Every line with the string "PathBuf" should be copied from the data.

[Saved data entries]
------------------------------------------------

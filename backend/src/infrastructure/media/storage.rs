/// Blob storage backing the media resource gateway
use crate::domain::{DomainError, DomainResult, Resource};
use serde::{Deserialize, Serialize};
use std::collections::BTreeMap;
use std::fs;
use std::io;
use std::path::{Path, PathBuf};

/// Named blob store. Names are `/`-separated paths.
pub trait StorageService {
    fn store(&mut self, name: &str, resource: &Resource) -> DomainResult<()>;

    fn get(&self, name: &str) -> DomainResult<Option<Resource>>;

    /// Names of every stored object starting with `prefix`, sorted
    fn list(&self, prefix: &str) -> DomainResult<Vec<String>>;

    fn delete_all(&mut self, names: &[String]) -> DomainResult<()>;
}

impl<S: StorageService + ?Sized> StorageService for Box<S> {
    fn store(&mut self, name: &str, resource: &Resource) -> DomainResult<()> {
        (**self).store(name, resource)
    }

    fn get(&self, name: &str) -> DomainResult<Option<Resource>> {
        (**self).get(name)
    }

    fn list(&self, prefix: &str) -> DomainResult<Vec<String>> {
        (**self).list(prefix)
    }

    fn delete_all(&mut self, names: &[String]) -> DomainResult<()> {
        (**self).delete_all(names)
    }
}

fn storage_error(error: impl std::fmt::Display) -> DomainError {
    DomainError::Storage(error.to_string())
}

/// Process-local storage (useful for testing and ephemeral runs)
#[derive(Debug, Default, Clone)]
pub struct InMemoryStorage {
    objects: BTreeMap<String, Resource>,
}

impl InMemoryStorage {
    pub fn new() -> Self {
        Self::default()
    }
}

impl StorageService for InMemoryStorage {
    fn store(&mut self, name: &str, resource: &Resource) -> DomainResult<()> {
        self.objects.insert(name.to_string(), resource.clone());
        Ok(())
    }

    fn get(&self, name: &str) -> DomainResult<Option<Resource>> {
        Ok(self.objects.get(name).cloned())
    }

    fn list(&self, prefix: &str) -> DomainResult<Vec<String>> {
        Ok(self
            .objects
            .keys()
            .filter(|name| name.starts_with(prefix))
            .cloned()
            .collect())
    }

    fn delete_all(&mut self, names: &[String]) -> DomainResult<()> {
        for name in names {
            self.objects.remove(name);
        }
        Ok(())
    }
}

/// Metadata written next to each stored file
#[derive(Debug, Serialize, Deserialize)]
struct ResourceMetadata {
    checksum: String,
    content_type: String,
    name: String,
}

const METADATA_SUFFIX: &str = ".meta.json";

/// Storage on the local filesystem under a root directory.
///
/// Each object is a file at `<root>/<name>` with a JSON sidecar at
/// `<root>/<name>.meta.json` holding checksum, content type and original name.
#[derive(Debug, Clone)]
pub struct LocalFileStorage {
    root: PathBuf,
}

impl LocalFileStorage {
    pub fn new(root: impl Into<PathBuf>) -> DomainResult<Self> {
        let root = root.into();
        fs::create_dir_all(&root).map_err(storage_error)?;
        Ok(LocalFileStorage { root })
    }

    pub fn root(&self) -> &Path {
        &self.root
    }

    fn path_of(&self, name: &str) -> DomainResult<PathBuf> {
        let relative = Path::new(name);
        let safe = !name.is_empty()
            && relative
                .components()
                .all(|c| matches!(c, std::path::Component::Normal(_)));
        if !safe {
            return Err(DomainError::Storage(format!(
                "invalid object name: {}",
                name
            )));
        }
        Ok(self.root.join(relative))
    }

    fn metadata_path(path: &Path) -> PathBuf {
        let mut file_name = path.as_os_str().to_owned();
        file_name.push(METADATA_SUFFIX);
        PathBuf::from(file_name)
    }

    /// Object names under `dir`, relative to the root
    fn collect_names(&self, dir: &Path, names: &mut Vec<String>) -> io::Result<()> {
        for entry in fs::read_dir(dir)? {
            let path = entry?.path();
            if path.is_dir() {
                self.collect_names(&path, names)?;
                continue;
            }

            let Ok(relative) = path.strip_prefix(&self.root) else {
                continue;
            };
            let name = relative
                .components()
                .map(|c| c.as_os_str().to_string_lossy())
                .collect::<Vec<_>>()
                .join("/");
            if !name.ends_with(METADATA_SUFFIX) {
                names.push(name);
            }
        }
        Ok(())
    }
}

impl StorageService for LocalFileStorage {
    fn store(&mut self, name: &str, resource: &Resource) -> DomainResult<()> {
        let path = self.path_of(name)?;
        if let Some(parent) = path.parent() {
            fs::create_dir_all(parent).map_err(storage_error)?;
        }

        let metadata = ResourceMetadata {
            checksum: resource.checksum().to_string(),
            content_type: resource.content_type().to_string(),
            name: resource.name().to_string(),
        };
        let metadata = serde_json::to_vec_pretty(&metadata).map_err(storage_error)?;

        fs::write(&path, resource.content()).map_err(storage_error)?;
        fs::write(Self::metadata_path(&path), metadata).map_err(storage_error)?;

        tracing::debug!(name, path = %path.display(), "Stored resource");
        Ok(())
    }

    fn get(&self, name: &str) -> DomainResult<Option<Resource>> {
        let path = self.path_of(name)?;
        if !path.is_file() {
            return Ok(None);
        }

        let content = fs::read(&path).map_err(storage_error)?;
        let metadata = fs::read(Self::metadata_path(&path)).map_err(storage_error)?;
        let metadata: ResourceMetadata =
            serde_json::from_slice(&metadata).map_err(storage_error)?;

        Ok(Some(Resource::with(
            metadata.checksum,
            content,
            metadata.content_type,
            metadata.name,
        )))
    }

    fn list(&self, prefix: &str) -> DomainResult<Vec<String>> {
        let mut names = Vec::new();
        self.collect_names(&self.root, &mut names)
            .map_err(storage_error)?;
        names.retain(|name| name.starts_with(prefix));
        names.sort();
        Ok(names)
    }

    fn delete_all(&mut self, names: &[String]) -> DomainResult<()> {
        for name in names {
            let path = self.path_of(name)?;
            for file in [Self::metadata_path(&path), path] {
                match fs::remove_file(&file) {
                    Ok(()) => {}
                    Err(e) if e.kind() == io::ErrorKind::NotFound => {}
                    Err(e) => return Err(storage_error(e)),
                }
            }
        }
        Ok(())
    }
}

------------------------------------------------

The answer:
use std::path::{Path, PathBuf};
    root: PathBuf,
    pub fn new(root: impl Into<PathBuf>) -> DomainResult<Self> {
    fn path_of(&self, name: &str) -> DomainResult<PathBuf> {
    fn metadata_path(path: &Path) -> PathBuf {
        PathBuf::from(file_name)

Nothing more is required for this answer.